### ABOUT THIS EXERCISE
The number of lines holding "RosterError" in the listing below is all you should give.

### EXTRACTED ENTRIES
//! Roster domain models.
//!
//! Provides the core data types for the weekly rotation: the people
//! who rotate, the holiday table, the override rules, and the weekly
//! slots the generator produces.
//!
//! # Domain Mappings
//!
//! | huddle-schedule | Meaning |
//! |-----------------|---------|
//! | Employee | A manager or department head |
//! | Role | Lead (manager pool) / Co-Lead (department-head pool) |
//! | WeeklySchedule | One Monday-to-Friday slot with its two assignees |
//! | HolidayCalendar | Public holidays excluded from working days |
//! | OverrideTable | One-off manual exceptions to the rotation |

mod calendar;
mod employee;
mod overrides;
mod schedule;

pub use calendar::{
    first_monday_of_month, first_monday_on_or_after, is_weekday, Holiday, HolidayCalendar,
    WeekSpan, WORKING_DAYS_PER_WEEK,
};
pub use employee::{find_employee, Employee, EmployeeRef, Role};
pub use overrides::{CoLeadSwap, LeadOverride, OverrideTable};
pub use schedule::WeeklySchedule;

...

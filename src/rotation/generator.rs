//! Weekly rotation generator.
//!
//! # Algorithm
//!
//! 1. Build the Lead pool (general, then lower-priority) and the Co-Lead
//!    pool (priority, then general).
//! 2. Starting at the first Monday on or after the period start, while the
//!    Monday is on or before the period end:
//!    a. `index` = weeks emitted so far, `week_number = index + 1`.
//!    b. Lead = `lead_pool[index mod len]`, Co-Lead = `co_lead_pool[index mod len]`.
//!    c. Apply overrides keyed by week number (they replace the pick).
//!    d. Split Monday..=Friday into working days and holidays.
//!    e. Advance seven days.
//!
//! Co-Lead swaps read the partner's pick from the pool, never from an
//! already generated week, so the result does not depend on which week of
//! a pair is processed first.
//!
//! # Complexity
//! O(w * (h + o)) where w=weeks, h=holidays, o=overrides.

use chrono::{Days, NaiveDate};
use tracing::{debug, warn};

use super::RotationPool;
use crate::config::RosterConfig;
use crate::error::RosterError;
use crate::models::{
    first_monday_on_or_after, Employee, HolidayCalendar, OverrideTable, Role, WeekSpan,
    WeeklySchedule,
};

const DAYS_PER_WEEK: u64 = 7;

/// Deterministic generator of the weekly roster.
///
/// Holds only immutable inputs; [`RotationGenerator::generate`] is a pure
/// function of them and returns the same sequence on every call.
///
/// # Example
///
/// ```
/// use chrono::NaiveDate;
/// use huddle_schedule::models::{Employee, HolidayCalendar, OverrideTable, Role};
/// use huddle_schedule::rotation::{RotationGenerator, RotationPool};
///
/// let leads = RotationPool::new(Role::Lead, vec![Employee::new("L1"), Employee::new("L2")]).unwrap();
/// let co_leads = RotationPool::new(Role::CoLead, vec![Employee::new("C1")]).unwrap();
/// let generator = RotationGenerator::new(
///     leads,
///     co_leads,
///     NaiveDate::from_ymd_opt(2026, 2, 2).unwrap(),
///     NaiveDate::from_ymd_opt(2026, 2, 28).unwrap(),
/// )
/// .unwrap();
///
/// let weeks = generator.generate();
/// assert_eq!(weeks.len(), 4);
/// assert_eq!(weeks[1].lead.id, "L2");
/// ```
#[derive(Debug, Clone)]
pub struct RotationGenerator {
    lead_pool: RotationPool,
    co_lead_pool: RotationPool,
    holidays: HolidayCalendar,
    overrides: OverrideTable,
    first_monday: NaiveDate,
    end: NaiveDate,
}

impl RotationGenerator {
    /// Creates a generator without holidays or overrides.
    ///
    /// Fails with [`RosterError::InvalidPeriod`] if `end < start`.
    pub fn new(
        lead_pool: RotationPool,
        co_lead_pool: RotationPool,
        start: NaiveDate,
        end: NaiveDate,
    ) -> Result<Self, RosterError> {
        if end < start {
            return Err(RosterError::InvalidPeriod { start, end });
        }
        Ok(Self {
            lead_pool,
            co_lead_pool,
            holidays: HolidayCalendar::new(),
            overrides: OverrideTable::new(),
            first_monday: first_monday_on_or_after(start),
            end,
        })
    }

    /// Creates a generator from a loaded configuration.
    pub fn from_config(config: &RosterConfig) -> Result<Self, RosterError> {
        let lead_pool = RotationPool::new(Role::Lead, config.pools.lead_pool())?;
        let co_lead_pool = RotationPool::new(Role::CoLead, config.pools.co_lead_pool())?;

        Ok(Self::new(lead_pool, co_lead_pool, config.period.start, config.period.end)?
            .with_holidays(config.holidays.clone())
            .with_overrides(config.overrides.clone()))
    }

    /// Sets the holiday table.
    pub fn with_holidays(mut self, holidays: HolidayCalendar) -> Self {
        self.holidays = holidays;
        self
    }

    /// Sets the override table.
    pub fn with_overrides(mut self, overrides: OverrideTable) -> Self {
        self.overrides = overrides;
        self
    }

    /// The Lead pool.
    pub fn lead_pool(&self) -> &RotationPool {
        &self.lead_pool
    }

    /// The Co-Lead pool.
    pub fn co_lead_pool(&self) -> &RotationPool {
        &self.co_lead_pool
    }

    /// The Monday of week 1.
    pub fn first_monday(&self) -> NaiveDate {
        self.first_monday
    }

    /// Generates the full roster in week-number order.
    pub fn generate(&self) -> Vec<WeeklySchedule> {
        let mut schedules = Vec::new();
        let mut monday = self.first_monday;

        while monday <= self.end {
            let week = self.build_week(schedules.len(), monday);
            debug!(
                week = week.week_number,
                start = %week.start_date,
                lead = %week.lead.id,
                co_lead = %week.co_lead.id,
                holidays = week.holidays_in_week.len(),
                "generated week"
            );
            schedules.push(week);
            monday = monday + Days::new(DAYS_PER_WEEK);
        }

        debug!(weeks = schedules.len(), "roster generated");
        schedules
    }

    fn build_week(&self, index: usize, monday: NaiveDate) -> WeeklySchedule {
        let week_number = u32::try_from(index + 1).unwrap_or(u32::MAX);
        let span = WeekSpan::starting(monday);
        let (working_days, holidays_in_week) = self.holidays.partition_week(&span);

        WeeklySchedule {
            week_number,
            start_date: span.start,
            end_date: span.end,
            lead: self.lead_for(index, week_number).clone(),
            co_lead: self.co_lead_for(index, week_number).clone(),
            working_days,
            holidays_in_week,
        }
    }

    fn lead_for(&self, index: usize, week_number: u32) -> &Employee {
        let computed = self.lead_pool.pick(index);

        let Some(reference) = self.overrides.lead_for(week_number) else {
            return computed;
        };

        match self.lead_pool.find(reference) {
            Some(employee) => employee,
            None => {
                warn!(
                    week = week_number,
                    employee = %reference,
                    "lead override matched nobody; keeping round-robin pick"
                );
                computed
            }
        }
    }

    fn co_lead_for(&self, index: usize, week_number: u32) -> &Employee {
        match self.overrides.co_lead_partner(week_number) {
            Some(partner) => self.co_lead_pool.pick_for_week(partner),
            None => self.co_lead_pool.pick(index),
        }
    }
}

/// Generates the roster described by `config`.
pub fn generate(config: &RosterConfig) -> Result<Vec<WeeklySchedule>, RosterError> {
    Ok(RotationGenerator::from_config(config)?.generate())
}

### REPLY TO THE EXERCISE
6